Stored data entries

▽

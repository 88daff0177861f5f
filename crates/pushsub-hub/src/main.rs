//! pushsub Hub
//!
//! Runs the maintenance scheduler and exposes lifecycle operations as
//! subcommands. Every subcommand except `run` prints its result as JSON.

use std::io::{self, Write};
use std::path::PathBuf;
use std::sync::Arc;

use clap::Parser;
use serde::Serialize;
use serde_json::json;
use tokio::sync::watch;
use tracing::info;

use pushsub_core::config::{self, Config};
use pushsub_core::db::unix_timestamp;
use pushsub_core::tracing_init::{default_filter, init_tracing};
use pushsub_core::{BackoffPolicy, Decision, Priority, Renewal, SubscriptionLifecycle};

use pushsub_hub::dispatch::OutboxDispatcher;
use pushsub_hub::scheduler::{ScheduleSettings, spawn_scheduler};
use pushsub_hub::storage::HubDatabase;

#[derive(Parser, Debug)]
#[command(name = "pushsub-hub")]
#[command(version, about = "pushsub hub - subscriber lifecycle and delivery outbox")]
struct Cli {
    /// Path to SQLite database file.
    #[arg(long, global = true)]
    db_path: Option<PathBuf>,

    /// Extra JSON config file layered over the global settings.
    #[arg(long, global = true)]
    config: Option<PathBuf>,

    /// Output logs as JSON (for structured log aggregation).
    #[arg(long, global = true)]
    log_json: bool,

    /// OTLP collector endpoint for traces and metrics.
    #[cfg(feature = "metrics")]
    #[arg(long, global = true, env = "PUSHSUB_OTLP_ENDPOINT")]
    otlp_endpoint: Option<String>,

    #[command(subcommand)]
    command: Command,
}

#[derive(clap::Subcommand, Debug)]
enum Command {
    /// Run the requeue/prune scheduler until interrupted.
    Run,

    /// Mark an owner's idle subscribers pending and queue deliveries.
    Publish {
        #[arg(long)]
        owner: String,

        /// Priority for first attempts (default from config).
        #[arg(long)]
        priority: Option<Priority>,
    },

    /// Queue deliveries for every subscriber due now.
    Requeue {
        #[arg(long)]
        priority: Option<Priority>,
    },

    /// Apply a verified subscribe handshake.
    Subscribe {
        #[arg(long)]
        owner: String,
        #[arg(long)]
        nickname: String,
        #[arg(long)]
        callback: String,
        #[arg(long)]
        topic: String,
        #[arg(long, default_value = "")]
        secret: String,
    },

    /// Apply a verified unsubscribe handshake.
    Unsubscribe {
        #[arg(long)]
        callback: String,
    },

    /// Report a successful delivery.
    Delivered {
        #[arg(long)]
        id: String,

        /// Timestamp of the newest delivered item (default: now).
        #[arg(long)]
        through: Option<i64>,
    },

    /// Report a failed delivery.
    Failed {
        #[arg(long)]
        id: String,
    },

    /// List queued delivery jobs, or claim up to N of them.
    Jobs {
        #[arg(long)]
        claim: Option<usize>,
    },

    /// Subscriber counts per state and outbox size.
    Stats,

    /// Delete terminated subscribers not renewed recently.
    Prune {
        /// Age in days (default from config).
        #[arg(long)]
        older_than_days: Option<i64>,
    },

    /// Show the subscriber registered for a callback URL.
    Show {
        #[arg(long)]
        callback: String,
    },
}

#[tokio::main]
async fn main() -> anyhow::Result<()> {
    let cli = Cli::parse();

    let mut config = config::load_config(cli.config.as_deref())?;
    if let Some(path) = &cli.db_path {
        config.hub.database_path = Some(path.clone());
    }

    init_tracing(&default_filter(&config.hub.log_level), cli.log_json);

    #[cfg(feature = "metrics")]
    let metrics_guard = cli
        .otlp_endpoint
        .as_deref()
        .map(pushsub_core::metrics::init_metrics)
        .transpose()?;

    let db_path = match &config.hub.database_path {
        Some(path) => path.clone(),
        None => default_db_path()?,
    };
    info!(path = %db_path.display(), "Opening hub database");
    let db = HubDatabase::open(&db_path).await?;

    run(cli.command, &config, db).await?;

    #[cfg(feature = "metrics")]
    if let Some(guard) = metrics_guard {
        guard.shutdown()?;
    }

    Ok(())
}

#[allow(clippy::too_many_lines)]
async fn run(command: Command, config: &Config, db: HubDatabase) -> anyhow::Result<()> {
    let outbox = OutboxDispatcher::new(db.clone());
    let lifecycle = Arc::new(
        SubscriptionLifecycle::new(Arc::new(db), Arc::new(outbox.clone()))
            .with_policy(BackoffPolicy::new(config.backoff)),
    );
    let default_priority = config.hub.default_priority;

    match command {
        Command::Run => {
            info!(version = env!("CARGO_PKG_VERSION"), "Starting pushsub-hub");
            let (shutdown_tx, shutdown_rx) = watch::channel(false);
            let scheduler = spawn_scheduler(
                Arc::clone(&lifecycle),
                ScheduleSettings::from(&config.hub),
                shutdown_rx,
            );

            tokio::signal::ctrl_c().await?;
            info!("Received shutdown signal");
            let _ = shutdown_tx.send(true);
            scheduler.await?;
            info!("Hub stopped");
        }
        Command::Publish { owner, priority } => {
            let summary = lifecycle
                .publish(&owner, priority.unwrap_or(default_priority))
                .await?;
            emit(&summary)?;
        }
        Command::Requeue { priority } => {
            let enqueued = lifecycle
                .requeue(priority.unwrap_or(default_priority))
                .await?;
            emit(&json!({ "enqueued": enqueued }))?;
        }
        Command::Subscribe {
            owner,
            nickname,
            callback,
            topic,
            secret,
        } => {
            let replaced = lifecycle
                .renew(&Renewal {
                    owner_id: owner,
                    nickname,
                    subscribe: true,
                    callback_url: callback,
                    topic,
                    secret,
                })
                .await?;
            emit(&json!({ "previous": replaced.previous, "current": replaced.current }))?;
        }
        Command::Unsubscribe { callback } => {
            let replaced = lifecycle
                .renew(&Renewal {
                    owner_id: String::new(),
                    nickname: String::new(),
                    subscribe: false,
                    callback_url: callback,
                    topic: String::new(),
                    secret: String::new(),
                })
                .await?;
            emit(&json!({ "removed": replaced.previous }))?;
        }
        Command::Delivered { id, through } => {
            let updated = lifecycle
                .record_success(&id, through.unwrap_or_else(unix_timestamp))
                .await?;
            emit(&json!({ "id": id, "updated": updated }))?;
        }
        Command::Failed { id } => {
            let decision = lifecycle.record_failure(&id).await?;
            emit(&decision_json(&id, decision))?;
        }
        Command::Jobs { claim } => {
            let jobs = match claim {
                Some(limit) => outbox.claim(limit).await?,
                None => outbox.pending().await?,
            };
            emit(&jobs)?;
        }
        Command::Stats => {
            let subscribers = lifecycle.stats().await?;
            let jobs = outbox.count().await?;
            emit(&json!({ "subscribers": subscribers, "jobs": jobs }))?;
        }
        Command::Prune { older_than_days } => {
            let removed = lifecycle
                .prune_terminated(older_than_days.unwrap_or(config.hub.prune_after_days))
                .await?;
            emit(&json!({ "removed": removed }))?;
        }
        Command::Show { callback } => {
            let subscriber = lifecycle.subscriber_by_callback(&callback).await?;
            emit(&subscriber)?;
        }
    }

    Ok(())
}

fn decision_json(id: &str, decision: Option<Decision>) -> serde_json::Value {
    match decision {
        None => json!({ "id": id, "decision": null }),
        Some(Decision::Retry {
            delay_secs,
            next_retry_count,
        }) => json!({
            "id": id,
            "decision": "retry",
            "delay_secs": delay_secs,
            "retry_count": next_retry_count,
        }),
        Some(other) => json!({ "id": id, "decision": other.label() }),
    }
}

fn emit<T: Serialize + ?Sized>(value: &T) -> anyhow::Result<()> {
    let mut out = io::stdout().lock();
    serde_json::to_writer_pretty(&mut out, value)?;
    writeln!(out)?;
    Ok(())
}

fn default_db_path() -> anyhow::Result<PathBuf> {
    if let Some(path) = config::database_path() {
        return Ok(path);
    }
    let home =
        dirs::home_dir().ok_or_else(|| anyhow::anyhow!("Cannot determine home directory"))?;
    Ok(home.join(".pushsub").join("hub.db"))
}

△

DESCRIPTION OF THE TASK :: Identify all lines in the records above with the word "summary".

ANSWER ::
            let summary = lifecycle
            emit(&summary)?;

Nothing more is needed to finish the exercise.